In Botswana, moving across the Kalahari desert, a pack of wild buffaloes is on the lookout for predators, but the predator in question is a pride of lions. They quickly isolate the weakest member of the buffalo pack and expertly surround him before finishing him off. The will they-won’t they dynamic of the chase is very much in line with the nature documentary ethos — there’s nothing inherently new here. And yet, the familiar, iconic voice of David Attenborough ties it all together so well.

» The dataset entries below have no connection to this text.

//! Integration tests for the disk manager and scheduler

use std::sync::Arc;
use std::thread;

use arbor::common::{ArborError, PageId, INVALID_PAGE_ID, PAGE_SIZE};
use arbor::storage::disk::{DiskManager, DiskScheduler};
use tempfile::NamedTempFile;

#[test]
fn test_disk_manager_create_file() {
    let temp_file = NamedTempFile::new().unwrap();
    let dm = DiskManager::new(temp_file.path()).unwrap();

    assert_eq!(dm.get_num_pages(), 0);
    assert_eq!(dm.get_num_free_pages(), 0);
    assert_eq!(dm.get_num_reads(), 0);
    assert_eq!(dm.get_num_writes(), 0);
    assert_eq!(dm.get_db_path(), temp_file.path());
}

#[test]
fn test_disk_manager_allocate_pages() {
    let temp_file = NamedTempFile::new().unwrap();
    let dm = DiskManager::new(temp_file.path()).unwrap();

    for i in 0..10 {
        let page_id = dm.allocate_page().unwrap();
        assert_eq!(page_id, PageId::new(i));
    }

    assert_eq!(dm.get_num_pages(), 10);
    let file_len = std::fs::metadata(temp_file.path()).unwrap().len();
    assert_eq!(file_len, 10 * PAGE_SIZE as u64);
}

#[test]
fn test_disk_manager_read_write_page() {
    let temp_file = NamedTempFile::new().unwrap();
    let dm = DiskManager::new(temp_file.path()).unwrap();

    let page_id = dm.allocate_page().unwrap();

    // Write pattern
    let mut write_data = [0u8; PAGE_SIZE];
    for (i, byte) in write_data.iter_mut().enumerate() {
        *byte = (i % 256) as u8;
    }
    dm.write_page(page_id, &write_data).unwrap();

    // Read back
    let mut read_data = [0u8; PAGE_SIZE];
    dm.read_page(page_id, &mut read_data).unwrap();

    assert_eq!(write_data, read_data);
}

#[test]
fn test_disk_manager_read_past_end_is_zeroed() {
    let temp_file = NamedTempFile::new().unwrap();
    let dm = DiskManager::new(temp_file.path()).unwrap();

    let mut data = [0xFFu8; PAGE_SIZE];
    dm.read_page(PageId::new(42), &mut data).unwrap();
    assert!(data.iter().all(|&b| b == 0));
}

#[test]
fn test_disk_manager_rejects_invalid_page_id() {
    let temp_file = NamedTempFile::new().unwrap();
    let dm = DiskManager::new(temp_file.path()).unwrap();

    let mut data = [0u8; PAGE_SIZE];
    assert!(matches!(
        dm.read_page(INVALID_PAGE_ID, &mut data),
        Err(ArborError::InvalidPageId(_))
    ));
    assert!(matches!(
        dm.write_page(INVALID_PAGE_ID, &data),
        Err(ArborError::InvalidPageId(_))
    ));
    assert!(matches!(
        dm.deallocate_page(PageId::new(3)),
        Err(ArborError::InvalidPageId(_))
    ));
}

#[test]
fn test_disk_manager_reuses_deallocated_pages() {
    let temp_file = NamedTempFile::new().unwrap();
    let dm = DiskManager::new(temp_file.path()).unwrap();

    let page_ids: Vec<_> = (0..4).map(|_| dm.allocate_page().unwrap()).collect();

    let mut data = [0u8; PAGE_SIZE];
    data[0] = 9;
    dm.write_page(page_ids[1], &data).unwrap();

    dm.deallocate_page(page_ids[1]).unwrap();
    dm.deallocate_page(page_ids[1]).unwrap(); // double free is ignored
    assert_eq!(dm.get_num_free_pages(), 1);

    let reused = dm.allocate_page().unwrap();
    assert_eq!(reused, page_ids[1]);
    assert_eq!(dm.get_num_free_pages(), 0);
    assert_eq!(dm.get_num_pages(), 4);

    // Reused pages come back zeroed
    dm.read_page(reused, &mut data).unwrap();
    assert_eq!(data[0], 0);

    // Free list empty again, so the file grows
    assert_eq!(dm.allocate_page().unwrap(), PageId::new(4));
}

#[test]
fn test_disk_manager_random_access() {
    let temp_file = NamedTempFile::new().unwrap();
    let dm = DiskManager::new(temp_file.path()).unwrap();

    // Allocate 10 pages
    let page_ids: Vec<_> = (0..10).map(|_| dm.allocate_page().unwrap()).collect();

    // Write to pages in random order
    let write_order = [5, 2, 8, 0, 7, 3, 9, 1, 6, 4];
    for &i in &write_order {
        let mut data = [0u8; PAGE_SIZE];
        data[0] = i as u8;
        dm.write_page(page_ids[i], &data).unwrap();
    }

    // Read back and verify
    for (i, &page_id) in page_ids.iter().enumerate() {
        let mut data = [0u8; PAGE_SIZE];
        dm.read_page(page_id, &mut data).unwrap();
        assert_eq!(data[0], i as u8);
    }
}

#[test]
fn test_disk_manager_persistence() {
    let temp_file = NamedTempFile::new().unwrap();
    let path = temp_file.path().to_path_buf();

    let test_data = b"Persistence test";

    // Write data
    {
        let dm = DiskManager::new(&path).unwrap();
        dm.allocate_page().unwrap();
        let page_id = dm.allocate_page().unwrap();

        let mut data = [0u8; PAGE_SIZE];
        data[..test_data.len()].copy_from_slice(test_data);
        dm.write_page(page_id, &data).unwrap();
        dm.sync().unwrap();
    }

    // Read back with a new DiskManager
    {
        let dm = DiskManager::new(&path).unwrap();
        assert_eq!(dm.get_num_pages(), 2);

        let mut data = [0u8; PAGE_SIZE];
        dm.read_page(PageId::new(1), &mut data).unwrap();
        assert_eq!(&data[..test_data.len()], test_data);

        // Allocation continues after the existing pages
        assert_eq!(dm.allocate_page().unwrap(), PageId::new(2));
    }
}

#[test]
fn test_disk_manager_io_stats() {
    let temp_file = NamedTempFile::new().unwrap();
    let dm = DiskManager::new(temp_file.path()).unwrap();

    let page_id = dm.allocate_page().unwrap();
    assert_eq!(dm.get_num_writes(), 1); // allocate_page writes zeros

    let data = [0u8; PAGE_SIZE];
    dm.write_page(page_id, &data).unwrap();
    assert_eq!(dm.get_num_writes(), 2);

    let mut read_data = [0u8; PAGE_SIZE];
    dm.read_page(page_id, &mut read_data).unwrap();
    assert_eq!(dm.get_num_reads(), 1);
}

#[test]
fn test_disk_scheduler_basic() {
    let temp_file = NamedTempFile::new().unwrap();
    let dm = Arc::new(DiskManager::new(temp_file.path()).unwrap());
    let scheduler = DiskScheduler::new(dm);

    let page_id = scheduler.disk_manager().allocate_page().unwrap();

    // Write via scheduler
    let mut data = [0u8; PAGE_SIZE];
    data[0] = 42;
    scheduler.schedule_write_sync(page_id, &data).unwrap();

    // Read via scheduler
    let mut read_data = [0u8; PAGE_SIZE];
    scheduler
        .schedule_read_sync(page_id, &mut read_data)
        .unwrap();

    assert_eq!(read_data[0], 42);
}

#[test]
fn test_disk_scheduler_multiple_requests() {
    let temp_file = NamedTempFile::new().unwrap();
    let dm = Arc::new(DiskManager::new(temp_file.path()).unwrap());
    let scheduler = DiskScheduler::new(dm);

    let page_ids: Vec<_> = (0..5)
        .map(|_| scheduler.disk_manager().allocate_page().unwrap())
        .collect();

    for &pid in &page_ids {
        let mut data = [0u8; PAGE_SIZE];
        data[0] = pid.as_u32() as u8;
        scheduler.schedule_write_sync(pid, &data).unwrap();
    }

    for &pid in &page_ids {
        let mut data = [0u8; PAGE_SIZE];
        scheduler.schedule_read_sync(pid, &mut data).unwrap();
        assert_eq!(data[0], pid.as_u32() as u8);
    }
}

#[test]
fn test_disk_scheduler_concurrent_requests() {
    let temp_file = NamedTempFile::new().unwrap();
    let dm = Arc::new(DiskManager::new(temp_file.path()).unwrap());
    let scheduler = Arc::new(DiskScheduler::new(dm));

    let page_ids: Vec<_> = (0..10)
        .map(|_| scheduler.disk_manager().allocate_page().unwrap())
        .collect();

    // Spawn threads to write concurrently
    let handles: Vec<_> = page_ids
        .iter()
        .map(|&pid| {
            let scheduler = Arc::clone(&scheduler);
            thread::spawn(move || {
                let mut data = [0u8; PAGE_SIZE];
                data[0] = pid.as_u32() as u8;
                scheduler.schedule_write_sync(pid, &data).unwrap();
            })
        })
        .collect();

    for handle in handles {
        handle.join().unwrap();
    }

    for &pid in &page_ids {
        let mut data = [0u8; PAGE_SIZE];
        scheduler.schedule_read_sync(pid, &mut data).unwrap();
        assert_eq!(data[0], pid.as_u32() as u8);
    }
}

#[test]
fn test_disk_manager_large_file() {
    let temp_file = NamedTempFile::new().unwrap();
    let dm = DiskManager::new(temp_file.path()).unwrap();

    // 100 pages = 400 KB
    let page_ids: Vec<_> = (0..100).map(|_| dm.allocate_page().unwrap()).collect();

    for &pid in &page_ids {
        let mut data = [0u8; PAGE_SIZE];
        let id_bytes = pid.as_u32().to_le_bytes();
        data[..4].copy_from_slice(&id_bytes);
        dm.write_page(pid, &data).unwrap();
    }

    for &pid in &page_ids {
        let mut data = [0u8; PAGE_SIZE];
        dm.read_page(pid, &mut data).unwrap();
        let id_bytes: [u8; 4] = data[..4].try_into().unwrap();
        assert_eq!(u32::from_le_bytes(id_bytes), pid.as_u32());
    }
}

Watching Our Planet’s second season, which dropped June 14, is a sheer delight, despite its sobering message, and Attenborough is a big part of that. The jaw-dropping visuals aside, it helps that the show has a tight, unified vision. All four episodes are focused on migration — why animals migrate, how they replicate and modify these patterns across generations, how these patterns have gone awry in recent years thanks to climate change.
“Migration is the most vital survival strategy,” Attenborough says in the first episode. “Whether to feed, to breed or to find a new home. And it’s not without risk. This series traces extraordinary journeys in a world that’s changing faster than ever. And only now are we beginning to understand that all life on Earth depends on the freedom to move.”
The visuals surrounding most mass migration events are spectacular, and Our Planet II capitalises on this in style. Buffaloes, monarch butterflies, the arctic tern, the wild salmon — this series is full of the most gorgeous views of animal migration you’ll ever see. Consider the Pacific salmon, for instance, born in streams and rivers, travelling downstream to the oceanic waters that sustain it for the first few years of its life. Then, when the time comes for these salmon to breed, they abandon the ocean to return, once again, to the streams and rivers to lay their eggs.
It is a truly awe-inspiring thing to witness and it’s mind-boggling that we haven’t done more as a species to protect this precarious life cycle. Of course, not every set of visuals is heartwarming or feel-good — we’re also shown a gigantic swarm of locusts moving from Ethiopia to Sudan. They’re all ravenous and basically eat their way across the African mainland, destroying many crops. This in a region where foodgrain shortage is a recurring problem with no solutions in sight.
A word, also, for Our Planet’s technical wizardry. In 2016, BBC’s Planet Earth II (also narrated by Attenborough) featured a clip of a baby iguana speeding away from a massive pack of snakes; the clip went viral and earned plaudits for its exceptional camerawork and Spielberg-style wide-angle shots and tense, atmospheric editing. If you liked that clip, you will love what Our Planet has done with its drone cameras.